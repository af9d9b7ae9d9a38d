//! Entity identifiers and the [`Entity`] trait.

use std::fmt;
use std::sync::Arc;

use crate::error::{Error, ErrorKind};

#[cfg(feature = "serde")]
use serde::{Deserialize, Serialize};

/// Identifier of one entity within a collection.
///
/// Ids are either integers or strings and stay stable for the lifetime of
/// the entity they name. Integer ids order before string ids.
#[derive(Clone, Eq, PartialEq, Hash, PartialOrd, Ord)]
#[cfg_attr(feature = "serde", derive(Serialize, Deserialize))]
#[cfg_attr(feature = "serde", serde(untagged))]
pub enum EntityId {
    /// Numeric id.
    Int(i64),
    /// String id.
    Str(Arc<str>),
}

impl EntityId {
    /// Returns the numeric id, if this is one.
    #[must_use]
    pub fn as_int(&self) -> Option<i64> {
        match self {
            Self::Int(n) => Some(*n),
            Self::Str(_) => None,
        }
    }

    /// Returns the string id, if this is one.
    #[must_use]
    pub fn as_str(&self) -> Option<&str> {
        match self {
            Self::Int(_) => None,
            Self::Str(s) => Some(s),
        }
    }
}

impl fmt::Debug for EntityId {
    fn fmt(&self, f: &mut fmt::Formatter<'_>) -> fmt::Result {
        match self {
            Self::Int(n) => write!(f, "EntityId({n})"),
            Self::Str(s) => write!(f, "EntityId({s:?})"),
        }
    }
}

impl fmt::Display for EntityId {
    fn fmt(&self, f: &mut fmt::Formatter<'_>) -> fmt::Result {
        match self {
            Self::Int(n) => write!(f, "{n}"),
            Self::Str(s) => f.write_str(s),
        }
    }
}

macro_rules! int_ids {
    ($($ty:ty),*) => {
        $(
            impl From<$ty> for EntityId {
                fn from(n: $ty) -> Self {
                    Self::Int(i64::from(n))
                }
            }
        )*
    };
}

int_ids!(i8, i16, i32, i64, u8, u16, u32);

macro_rules! wide_int_ids {
    ($($ty:ty),*) => {
        $(
            impl TryFrom<$ty> for EntityId {
                type Error = Error;

                fn try_from(n: $ty) -> Result<Self, Self::Error> {
                    i64::try_from(n)
                        .map(Self::Int)
                        .map_err(|_| Error::new(ErrorKind::IdOutOfRange(n.to_string())))
                }
            }
        )*
    };
}

wide_int_ids!(u64, usize);

impl From<&str> for EntityId {
    fn from(s: &str) -> Self {
        Self::Str(Arc::from(s))
    }
}

impl From<String> for EntityId {
    fn from(s: String) -> Self {
        Self::Str(Arc::from(s))
    }
}

impl From<&EntityId> for EntityId {
    fn from(id: &EntityId) -> Self {
        id.clone()
    }
}

/// A uniquely identified record stored in a collection.
///
/// Entities are plain values: the store clones them into new snapshots and
/// compares them structurally to decide whether a derived view changed.
/// `id()` must be stable; the store rejects updates that change it.
pub trait Entity: Clone + PartialEq + 'static {
    /// Returns the identifier of this entity.
    fn id(&self) -> EntityId;
}
//! Structural equality and change suppression for derived views.
//!
//! Snapshots are immutable, so two collections that share storage are equal
//! without looking inside. Everything else falls back to deep `PartialEq`.

use crate::collections::{EntityTable, IdList};

/// Returns true if two normalized collections hold the same ids in the same
/// order with equal values.
///
/// Shared storage short-circuits to `true` before any deep comparison.
#[must_use]
pub fn collections_equal<V: Clone + PartialEq>(
    (ids_a, table_a): (&IdList, &EntityTable<V>),
    (ids_b, table_b): (&IdList, &EntityTable<V>),
) -> bool {
    if ids_a.ptr_eq(ids_b) && table_a.ptr_eq(table_b) {
        return true;
    }
    ids_a == ids_b && table_a == table_b
}

/// Item-by-item equality for derived arrays.
#[must_use]
pub fn slices_equal<T: PartialEq>(a: &[T], b: &[T]) -> bool {
    a.len() == b.len() && a.iter().zip(b).all(|(x, y)| x == y)
}

/// The "last emitted" marker of one derived view.
///
/// Each subscription owns its own `Distinct`, so two views over the same
/// store suppress independently.
#[derive(Debug)]
pub struct Distinct<T, F = fn(&T, &T) -> bool> {
    last: Option<T>,
    eq: F,
}

impl<T: PartialEq> Default for Distinct<T> {
    fn default() -> Self {
        Self::new()
    }
}

impl<T: PartialEq> Distinct<T> {
    /// Creates a marker that compares with `PartialEq`.
    #[must_use]
    pub fn new() -> Self {
        Self {
            last: None,
            eq: |a, b| a == b,
        }
    }
}

impl<T, F: Fn(&T, &T) -> bool> Distinct<T, F> {
    /// Creates a marker with a custom equality.
    #[must_use]
    pub fn with_eq(eq: F) -> Self {
        Self { last: None, eq }
    }

    /// Returns true if `candidate` differs from the last emitted value, and
    /// records it as the new last value in that case.
    ///
    /// The first candidate always counts as a change.
    pub fn changed(&mut self, candidate: &T) -> bool
    where
        T: Clone,
    {
        if self.last.as_ref().is_some_and(|last| (self.eq)(last, candidate)) {
            return false;
        }
        self.last = Some(candidate.clone());
        true
    }

    /// Returns the last emitted value.
    #[must_use]
    pub fn last(&self) -> Option<&T> {
        self.last.as_ref()
    }

    /// Forgets the last emitted value.
    pub fn reset(&mut self) {
        self.last = None;
    }
}
//! Pristine/dirty lineage of a store's collection.

use herd_foundation::Entity;

use crate::state::{EntitiesState, StoreAction};

/// Tracks whether the collection was replaced or edited since the last reset.
///
/// The baseline is the store's first snapshot and again every snapshot
/// produced by a reset. A published `set` marks the lineage dirty until the
/// next reset.
pub(crate) struct Lineage<E: Entity> {
    baseline: EntitiesState<E>,
    set_seen: bool,
}

impl<E: Entity> Lineage<E> {
    pub(crate) fn new(initial: &EntitiesState<E>) -> Self {
        Self {
            baseline: initial.clone(),
            set_seen: false,
        }
    }

    /// Folds a published snapshot into the lineage.
    pub(crate) fn record(&mut self, published: &EntitiesState<E>) {
        match published.action() {
            StoreAction::Reset => {
                self.baseline = published.clone();
                self.set_seen = false;
            }
            StoreAction::Set => self.set_seen = true,
            _ => {}
        }
    }

    pub(crate) fn is_dirty(&self, current: &EntitiesState<E>) -> bool {
        self.set_seen || !self.baseline.same_collection(current)
    }
}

### What to do
Your answer should be a single number: the count of lines above that contain the word "initial".

### Exercise solution
2